For Vegan and Vegetarians! “Forgotten” Vegetables 23: Purslane

Organic agriculture and biodiversity have in recent years brought about a rediscovery of many “forgotten” vegetables that people especially in Europe and France conscientiously tried to forget as they reminded them of the privations suffered during WWII. The same people had then to make do with untraditional vegetables because potatoes, carrots and so on were confiscated by occupying forces or their own armies.
With sustainibility and bioagriculture made more important by the deficiencies of modern mass agriculture, those “forgotten” vegetables have suddenly come to the fore for the pleasure of all, and that of course of vegetarians and vegans!

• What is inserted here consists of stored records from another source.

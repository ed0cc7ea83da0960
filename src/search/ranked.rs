//! Weighted multi-field relevance search through the inverted indexes.
//!
//! Every query term is looked up in every field in three tiers:
//!
//! | tier      | condition                                   | contribution            |
//! |-----------|---------------------------------------------|-------------------------|
//! | exact     | indexed term == query term                  | `weight`                |
//! | prefix    | indexed term starts with the query term     | `weight * prefix_factor`|
//! | substring | indexed term contains it, but not as prefix | `weight * substring_factor` |
//!
//! Contributions add up across tiers, fields and terms. Ties on the final
//! score are broken by corpus order.

use std::cmp::Ordering;
use std::time::Instant;

use ahash::AHashMap;

use crate::error::Result;
use crate::index::ArticleIndex;
use crate::index::field::SearchField;
use crate::index::term_index::DocOrdinal;
use crate::search::query::{SearchHit, SearchQuery, SearchResponse};
use crate::search::{SearchMode, Searcher};

#[derive(Debug, Default)]
struct Accumulator {
    score: f64,
    fields: Vec<SearchField>,
}

impl Accumulator {
    fn add(&mut self, score: f64, field: SearchField) {
        self.score += score;
        if !self.fields.contains(&field) {
            self.fields.push(field);
        }
    }
}

type Scores = AHashMap<DocOrdinal, Accumulator>;

fn add_postings(scores: &mut Scores, postings: &[DocOrdinal], score: f64, field: SearchField) {
    for doc in postings {
        scores.entry(*doc).or_default().add(score, field);
    }
}

impl ArticleIndex {
    fn score_field(&self, term: &str, field: SearchField, scores: &mut Scores) {
        let weight = self.config.field_weights.weight(field);
        if weight == 0.0 {
            return;
        }
        let index = self.field(field);

        if let Some(postings) = index.get(term) {
            add_postings(scores, postings, weight, field);
        }

        let prefix_score = weight * self.config.prefix_factor;
        for (_, postings) in index.prefixed(term) {
            add_postings(scores, postings, prefix_score, field);
        }

        let substring_score = weight * self.config.substring_factor;
        for (indexed, postings) in index.iter() {
            if !indexed.starts_with(term) && indexed.contains(term) {
                add_postings(scores, postings, substring_score, field);
            }
        }
    }

    fn score_terms(&self, terms: &[String]) -> Scores {
        let mut scores = Scores::new();
        for term in terms {
            for field in SearchField::ALL {
                self.score_field(term, field, &mut scores);
            }
        }
        scores
    }
}

fn by_relevance(a: &(DocOrdinal, Accumulator), b: &(DocOrdinal, Accumulator)) -> Ordering {
    b.1.score.total_cmp(&a.1.score).then(a.0.cmp(&b.0))
}

impl Searcher for ArticleIndex {
    fn search(&self, query: &SearchQuery) -> Result<SearchResponse> {
        let start = Instant::now();
        if query.is_blank() {
            return Ok(SearchResponse::empty(query));
        }

        let terms = self.analyze_query(&query.text);
        let mut matches: Vec<(DocOrdinal, Accumulator)> = self
            .score_terms(&terms)
            .into_iter()
            .filter(|(doc, _)| query.matches_filters(self.article_at(*doc)))
            .collect();
        matches.sort_by(by_relevance);

        let total = matches.len();
        let results = query
            .paginate(matches, self.config.default_limit)
            .into_iter()
            .map(|(doc, acc)| SearchHit {
                article: self.article_at(doc).clone(),
                score: acc.score,
                matched_fields: acc.fields,
            })
            .collect();

        let execution_time = start.elapsed();
        log::debug!(
            "Ranked search for {:?}: {} terms, {} matches in {:.2?}",
            query.text,
            terms.len(),
            total,
            execution_time
        );

        Ok(SearchResponse {
            results,
            total,
            query: query.clone(),
            execution_time,
        })
    }

    fn mode(&self) -> SearchMode {
        SearchMode::Ranked
    }
}

#[cfg(test)]
mod tests {
    use super::*;
    use crate::data::{Article, Author, Category};
    use crate::engine::config::SearchConfig;

    fn titled(id: &str, title: &str) -> Article {
        Article::new(id, title, Author::new("dz", "Detlef"), Category::new("techzap", "TechZap"))
    }

    fn build(articles: Vec<Article>) -> ArticleIndex {
        ArticleIndex::build(articles, SearchConfig::default()).unwrap()
    }

    #[test]
    fn test_tier_scores() {
        let index = build(vec![
            titled("1", "Fileserver"),
            titled("2", "Servers"),
            titled("3", "Server"),
        ]);
        let response = index.search(&SearchQuery::new("server")).unwrap();
        assert_eq!(response.ids(), vec!["3", "2", "1"]);

        let scores: Vec<f64> = response.results.iter().map(|hit| hit.score).collect();
        assert!((scores[0] - 5.0).abs() < 1e-9);
        assert!((scores[1] - 3.5).abs() < 1e-9);
        assert!((scores[2] - 2.5).abs() < 1e-9);
    }

    #[test]
    fn test_scores_add_across_fields_and_terms() {
        let index = build(vec![
            titled("1", "Linux Kernel").with_content("Linux läuft überall"),
        ]);
        let response = index.search(&SearchQuery::new("linux kernel")).unwrap();
        let hit = &response.results[0];
        // linux: title 5 + content 1; kernel: title 5
        assert!((hit.score - 11.0).abs() < 1e-9);
        assert_eq!(hit.matched_fields, vec![SearchField::Title, SearchField::Content]);
    }

    #[test]
    fn test_ties_follow_corpus_order() {
        let index = build(vec![titled("b", "Netzwerk"), titled("a", "Netzwerk")]);
        let response = index.search(&SearchQuery::new("netzwerk")).unwrap();
        assert_eq!(response.ids(), vec!["b", "a"]);
    }

    #[test]
    fn test_blank_and_stop_word_queries() {
        let index = build(vec![titled("1", "Das Netzwerk")]);
        for text in ["", "   ", "das und ist"] {
            let response = index.search(&SearchQuery::new(text)).unwrap();
            assert!(response.is_empty());
            assert_eq!(response.total, 0);
        }
    }

    #[test]
    fn test_zero_weight_field_does_not_match() {
        let config = SearchConfig {
            field_weights: crate::index::field::FieldWeights {
                content: 0.0,
                ..Default::default()
            },
            ..Default::default()
        };
        let index = ArticleIndex::build(
            vec![titled("1", "Titel").with_content("Datenbank")],
            config,
        )
        .unwrap();
        assert!(index.search(&SearchQuery::new("datenbank")).unwrap().is_empty());
        assert_eq!(index.mode(), SearchMode::Ranked);
    }
}
//! Indexed article fields and their relevance weights.

use serde::{Deserialize, Serialize};

use crate::data::Article;

/// The closed set of article fields that get their own inverted index.
#[derive(Debug, Clone, Copy, PartialEq, Eq, Hash, PartialOrd, Ord, Serialize, Deserialize)]
#[serde(rename_all = "lowercase")]
pub enum SearchField {
    Title,
    Excerpt,
    Content,
    Tags,
    Author,
    Category,
}

impl SearchField {
    /// Number of indexed fields.
    pub const COUNT: usize = 6;

    /// All fields in query evaluation order.
    pub const ALL: [SearchField; SearchField::COUNT] = [
        SearchField::Title,
        SearchField::Excerpt,
        SearchField::Content,
        SearchField::Tags,
        SearchField::Author,
        SearchField::Category,
    ];

    /// Slot of this field in per-field arrays.
    pub const fn ordinal(self) -> usize {
        match self {
            SearchField::Title => 0,
            SearchField::Excerpt => 1,
            SearchField::Content => 2,
            SearchField::Tags => 3,
            SearchField::Author => 4,
            SearchField::Category => 5,
        }
    }

    pub fn as_str(self) -> &'static str {
        match self {
            SearchField::Title => "title",
            SearchField::Excerpt => "excerpt",
            SearchField::Content => "content",
            SearchField::Tags => "tags",
            SearchField::Author => "author",
            SearchField::Category => "category",
        }
    }

    /// The raw text of this field for free-text fields.
    ///
    /// Returns `None` for [`SearchField::Tags`], which is a list and is
    /// indexed per tag.
    pub fn text_of(self, article: &Article) -> Option<&str> {
        match self {
            SearchField::Title => Some(&article.title),
            SearchField::Excerpt => Some(&article.excerpt),
            SearchField::Content => Some(&article.content),
            SearchField::Author => Some(&article.author.name),
            SearchField::Category => Some(&article.category.name),
            SearchField::Tags => None,
        }
    }
}

impl std::fmt::Display for SearchField {
    fn fmt(&self, f: &mut std::fmt::Formatter<'_>) -> std::fmt::Result {
        f.write_str(self.as_str())
    }
}

/// Relevance weight of a match in each field.
#[derive(Debug, Clone, Copy, PartialEq, Serialize, Deserialize)]
#[serde(default)]
pub struct FieldWeights {
    pub title: f64,
    pub tags: f64,
    pub excerpt: f64,
    pub author: f64,
    pub category: f64,
    pub content: f64,
}

impl Default for FieldWeights {
    fn default() -> Self {
        FieldWeights {
            title: 5.0,
            tags: 4.0,
            excerpt: 3.0,
            author: 2.0,
            category: 2.0,
            content: 1.0,
        }
    }
}

impl FieldWeights {
    pub fn weight(&self, field: SearchField) -> f64 {
        match field {
            SearchField::Title => self.title,
            SearchField::Tags => self.tags,
            SearchField::Excerpt => self.excerpt,
            SearchField::Author => self.author,
            SearchField::Category => self.category,
            SearchField::Content => self.content,
        }
    }

    pub(crate) fn iter(&self) -> impl Iterator<Item = (SearchField, f64)> + '_ {
        SearchField::ALL.into_iter().map(|field| (field, self.weight(field)))
    }
}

This particular series of postings will introduce these vegetables one by one. I hope they will become useful for a long time to come to all my vegan and vegetarian friends!
1) Scorsonere/Oyster Plant, 2)Potimarron, 3) Vitelotte, 4) Rutabaga, 5) Cardon, 6) Panais/Parsnips , 7) Patisson, 8) Topinambour, 9) Crosne, 10) Cerfeuil Tubereux, 11) Poiree, 12) Oca, 13) Ulluque/Ulluco, 14) Tigernuts, 15) Capucine tubereuse-Maschua, 16) Chataigne de Terre-Great Pignut, 17) Yacon, 18) Balsamite/Costmary, 19) Sikkim Cucumber, 20) Tree Spinach, 21) Chayote, 22) Strawberry Blite

It is my new Foodbluzz Friend, Wizzy, who attracted my attention on this vegetable, being notably forgotten in the States but entertaining a groeing popularity elsewhere.
I decided to investigate further as I recently had the opportunity to taste recently in Japan!

Purslane cultivation

Portulaca oleracea (Common Purslane, also known as Verdolaga, Pigweed, Little Hogweed or Pusley), is an annual succulent in the family Portulacaceae, which can reach 40 cm in height. About 40 varieties are currently cultivated. It has an extensive old-world distribution extending from North Africa through the Middle East and the Indian Subcontinent to Malesia and Australasia. The species status in the New World is uncertain: it is generally considered an exotic weed; however, there is evidence that the species was in Crawford Lake deposits (Ontario) in 1430-89, suggesting that it reached North America in the pre-Columbian era. It is naturalised elsewhere and in some regions is considered an invasive weed. It has smooth, reddish, mostly prostrate stems and alternate leaves clustered at stem joints and ends. The yellow flowers have five regular parts and are up to 6 mm wide. The flowers appear depending upon rainfall and may occur year round. The flowers open singly at the center of the leaf cluster for only a few hours on sunny mornings. Seeds are formed in a tiny pod, which opens when the seeds are ready. Purslane has a taproot with fibrous secondary roots and is able to tolerate poor, compacted soils and drought.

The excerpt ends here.